Questi detriti provengono da ogni parte del mondo, portati dai fiumi, dalle coste e dalle attività industriali. Sono rifiuti che impiegano centinaia di anni per degradarsi.
Il problema è enorme e richiede una presa di coscienza collettiva. Agire per ridurre l’uso della plastica è essenziale per preservare la bellezza e la salute dei nostri oceani e, con essa, del pianeta intero.
Una minaccia invisibile
Le nanoplastiche, piccole particelle di plastica che misurano meno di un millesimo di millimetro, sono ormai ovunque: dai fondali dei nostri mari ai ghiacci artici, queste particelle si sono diffuse fino a raggiungere ogni angolo del pianeta. Derivano dalla degradazione della plastica e sono talmente piccole da sfuggire ai tradizionali sistemi di filtrazione, accumulandosi progressivamente nell’ambiente e lungo la catena alimentare. A causa della loro minuscola dimensione, queste particelle possono facilmente entrare negli organismi viventi e raggiungere organi vitali come i reni, aumentando la concentrazione nel nostro corpo man mano che risalgono la catena alimentare.
L’accumulo di nanoplastiche nei nostri corpi potrebbe provocare effetti a lungo termine ancora poco conosciuti, con rischi che toccano aspetti fondamentali come la regolazione degli ormoni e la salute riproduttiva. Per questo motivo, la scienza sta cercando soluzioni non solo per misurare e capire meglio l’impatto di queste particelle, ma anche per trovare metodi efficaci che possano davvero liberare l’ambiente dalle nanoplastiche.
Delle soluzioni innovative
Per rimuovere le nanoplastiche dall’acqua, gli scienziati stanno sviluppando diverse tecniche innovative. Una delle più tradizionali è la filtrazione, che utilizza membrane speciali per trattenere le particelle plastiche. Tuttavia, questo metodo, efficace su piccola scala, non si adatta facilmente a grandi corpi d’acqua come oceani e laghi. Un’altra soluzione studiata consiste nel ricorrere a batteri o altri microrganismi in grado di degradare naturalmente le plastiche. Ma la novità più interessante è rappresentata da speciali solventi idrofobici, capaci di separare le nanoplastiche dall’acqua in modo rapido e non tossico. Questi solventi non si mescolano con l’acqua e, come l’olio, formano una fase separata, che può catturare e trattenere le particelle plastiche.

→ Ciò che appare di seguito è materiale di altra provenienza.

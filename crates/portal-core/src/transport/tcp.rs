//! TCP relay transport
//!
//! Opens a local listener for each portal and relays every accepted
//! connection to the portal's target address. This is the plain-TCP leg of a
//! tunnel; securing the remote side is left to whatever carries the listener's
//! traffic.

use super::{ForwardingSession, SessionRequest, Transport};
use crate::error::TransportError;
use async_trait::async_trait;
use std::net::SocketAddr;
use tokio::net::{TcpListener, TcpStream};
use tokio::sync::watch;
use tokio::task::{JoinHandle, JoinSet};
use tracing::{debug, error, info};

/// Default interface relay listeners bind to
pub const DEFAULT_BIND_HOST: &str = "127.0.0.1";

pub struct TcpRelayTransport {
    bind_host: String,
}

impl TcpRelayTransport {
    pub fn new(bind_host: impl Into<String>) -> Self {
        Self {
            bind_host: bind_host.into(),
        }
    }
}

impl Default for TcpRelayTransport {
    fn default() -> Self {
        Self::new(DEFAULT_BIND_HOST)
    }
}

#[async_trait]
impl Transport for TcpRelayTransport {
    async fn open_session(
        &self,
        request: SessionRequest,
    ) -> Result<Box<dyn ForwardingSession>, TransportError> {
        let target = request.address.to_string();

        // Resolve once up front so an unknown host fails the create call
        let resolved: Vec<SocketAddr> = tokio::net::lookup_host(&target)
            .await
            .map_err(|e| TransportError::Failed(format!("failed to resolve {}: {}", target, e)))?
            .collect();
        if resolved.is_empty() {
            return Err(TransportError::Failed(format!(
                "failed to resolve {}: no addresses found",
                target
            )));
        }

        let listener = TcpListener::bind((self.bind_host.as_str(), 0))
            .await
            .map_err(|e| {
                TransportError::Failed(format!(
                    "failed to open listener on {}: {}",
                    self.bind_host, e
                ))
            })?;
        let listen_addr = listener
            .local_addr()
            .map_err(|e| TransportError::Failed(format!("failed to read listener address: {}", e)))?;

        let id = uuid::Uuid::new_v4().to_string();
        let (shutdown_tx, shutdown_rx) = watch::channel(false);
        let (exit_tx, exit_rx) = watch::channel(None);

        info!(
            "Relay for portal {}: {} -> {} (session {})",
            request.name, listen_addr, target, id
        );

        let name = request.name.clone();
        let handle = tokio::spawn(async move {
            let reason = run_relay(listener, resolved, shutdown_rx).await;
            if let Some(reason) = reason {
                error!("Relay for portal {} ended: {}", name, reason);
                let _ = exit_tx.send(Some(reason));
            }
        });

        Ok(Box::new(TcpRelaySession {
            id,
            listen_addr,
            shutdown_tx,
            exit_rx,
            handle,
        }))
    }
}

/// Accept loop. Returns `Some(reason)` only when the relay dies on its own.
///
/// Connection tasks live in a `JoinSet` owned by the loop, so every open
/// connection is aborted when the loop returns.
async fn run_relay(
    listener: TcpListener,
    targets: Vec<SocketAddr>,
    mut shutdown_rx: watch::Receiver<bool>,
) -> Option<String> {
    let mut connections = JoinSet::new();

    loop {
        tokio::select! {
            accept_result = listener.accept() => {
                match accept_result {
                    Ok((stream, peer_addr)) => {
                        debug!("Relay connection from {}", peer_addr);
                        connections.spawn(forward_connection(stream, targets.clone()));
                    }
                    Err(e) => {
                        debug!("Accept error: {}", e);
                    }
                }
            }
            // Reap finished connections
            Some(_) = connections.join_next(), if !connections.is_empty() => {}
            changed = shutdown_rx.changed() => {
                if changed.is_err() {
                    return Some("relay session dropped without close".to_string());
                }
                if *shutdown_rx.borrow() {
                    debug!("Aborting {} open relay connections", connections.len());
                    connections.shutdown().await;
                    return None;
                }
            }
        }
    }
}

/// Relay a single connection to the first reachable target address
async fn forward_connection(mut client: TcpStream, targets: Vec<SocketAddr>) {
    let mut upstream = None;
    for target in &targets {
        match TcpStream::connect(target).await {
            Ok(stream) => {
                upstream = Some(stream);
                break;
            }
            Err(e) => debug!("Failed to connect to {}: {}", target, e),
        }
    }

    let Some(mut upstream) = upstream else {
        return;
    };

    if let Err(e) = tokio::io::copy_bidirectional(&mut client, &mut upstream).await {
        debug!("Relay connection ended: {}", e);
    }
}

struct TcpRelaySession {
    id: String,
    listen_addr: SocketAddr,
    shutdown_tx: watch::Sender<bool>,
    exit_rx: watch::Receiver<Option<String>>,
    handle: JoinHandle<()>,
}

#[async_trait]
impl ForwardingSession for TcpRelaySession {
    fn id(&self) -> &str {
        &self.id
    }

    fn listen_address(&self) -> Option<String> {
        Some(self.listen_addr.to_string())
    }

    fn exit_signal(&self) -> watch::Receiver<Option<String>> {
        self.exit_rx.clone()
    }

    async fn close(self: Box<Self>) {
        let this = *self;
        let _ = this.shutdown_tx.send(true);
        if let Err(e) = this.handle.await {
            debug!("Relay task for session {} ended abnormally: {}", this.id, e);
        }
        info!("Closed relay session {}", this.id);
    }
}

#[cfg(test)]
mod tests {
    use super::*;
    use portal_types::PortalAddress;
    use std::time::Duration;
    use tokio::io::{AsyncReadExt, AsyncWriteExt};

    #[tokio::test]
    async fn test_relays_traffic_to_target() {
        // Echo server standing in for the local service
        let echo = TcpListener::bind("127.0.0.1:0").await.unwrap();
        let echo_addr = echo.local_addr().unwrap();
        tokio::spawn(async move {
            let (mut socket, _) = echo.accept().await.unwrap();
            let mut buf = [0u8; 5];
            socket.read_exact(&mut buf).await.unwrap();
            socket.write_all(&buf).await.unwrap();
        });

        let transport = TcpRelayTransport::default();
        let session = transport
            .open_session(SessionRequest {
                name: "echo".to_string(),
                scheme: None,
                address: PortalAddress::new("127.0.0.1", echo_addr.port()),
            })
            .await
            .unwrap();

        let listen = session.listen_address().unwrap();
        let mut client = TcpStream::connect(&listen).await.unwrap();
        client.write_all(b"hello").await.unwrap();
        let mut buf = [0u8; 5];
        client.read_exact(&mut buf).await.unwrap();
        assert_eq!(&buf, b"hello");

        let exit = session.exit_signal();
        session.close().await;
        assert!(exit.borrow().is_none());
    }

    #[tokio::test]
    async fn test_close_cuts_open_connections() {
        // Echo server that keeps echoing until its peer goes away
        let echo = TcpListener::bind("127.0.0.1:0").await.unwrap();
        let echo_addr = echo.local_addr().unwrap();
        tokio::spawn(async move {
            let (mut socket, _) = echo.accept().await.unwrap();
            let mut buf = [0u8; 64];
            loop {
                match socket.read(&mut buf).await {
                    Ok(0) | Err(_) => break,
                    Ok(n) => {
                        if socket.write_all(&buf[..n]).await.is_err() {
                            break;
                        }
                    }
                }
            }
        });

        let transport = TcpRelayTransport::default();
        let session = transport
            .open_session(SessionRequest {
                name: "echo".to_string(),
                scheme: None,
                address: PortalAddress::new("127.0.0.1", echo_addr.port()),
            })
            .await
            .unwrap();

        let mut client = TcpStream::connect(session.listen_address().unwrap())
            .await
            .unwrap();
        client.write_all(b"one").await.unwrap();
        let mut buf = [0u8; 3];
        client.read_exact(&mut buf).await.unwrap();
        assert_eq!(&buf, b"one");

        session.close().await;

        // The relay side of the connection is gone: no more echoes
        let _ = client.write_all(b"two").await;
        let mut buf = [0u8; 3];
        let read = tokio::time::timeout(Duration::from_secs(2), client.read(&mut buf))
            .await
            .expect("relay connection should be closed, not idle");
        assert!(matches!(read, Ok(0) | Err(_)), "got {:?}", read);
    }

    #[tokio::test]
    async fn test_unresolvable_host_fails() {
        let transport = TcpRelayTransport::default();
        let result = transport
            .open_session(SessionRequest {
                name: "nowhere".to_string(),
                scheme: Some("http".to_string()),
                address: PortalAddress::new("host.invalid", 80),
            })
            .await;

        match result {
            Err(TransportError::Failed(message)) => {
                assert!(message.starts_with("failed to resolve host.invalid:80"))
            }
            _ => panic!("expected resolution failure"),
        }
    }
}
use portal_core::PortalSummary;
use serde::{Deserialize, Serialize};

#[derive(Debug, Clone, PartialEq, Eq, Serialize, Deserialize)]
pub enum DaemonRequest {
    CreatePortal {
        name: String,
        scheme: Option<String>,
        address: String,
    },
    StopPortal {
        name: String,
    },
    DestroyPortal {
        name: String,
    },
    ListPortals,
    Shutdown,
}

#[derive(Debug, Clone, PartialEq, Eq, Serialize, Deserialize)]
pub enum DaemonResponse {
    Ok,
    PortalCreated(PortalSummary),
    Portals(Vec<PortalSummary>),
    Error(String),
}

Il processo sfrutta l’affinità dei solventi per la plastica e si basa sulla cosiddetta estrazione liquido-liquido. La miscela di solventi e acqua crea strati distinti, portando a galla le particelle di plastica in modo naturale. I risultati di laboratorio sono promettenti: solventi come il timolo e il mentolo hanno dimostrato di funzionare in condizioni sia di acqua dolce che salata, e potrebbero essere utilizzati su larga scala per rimuovere le nanoplastiche.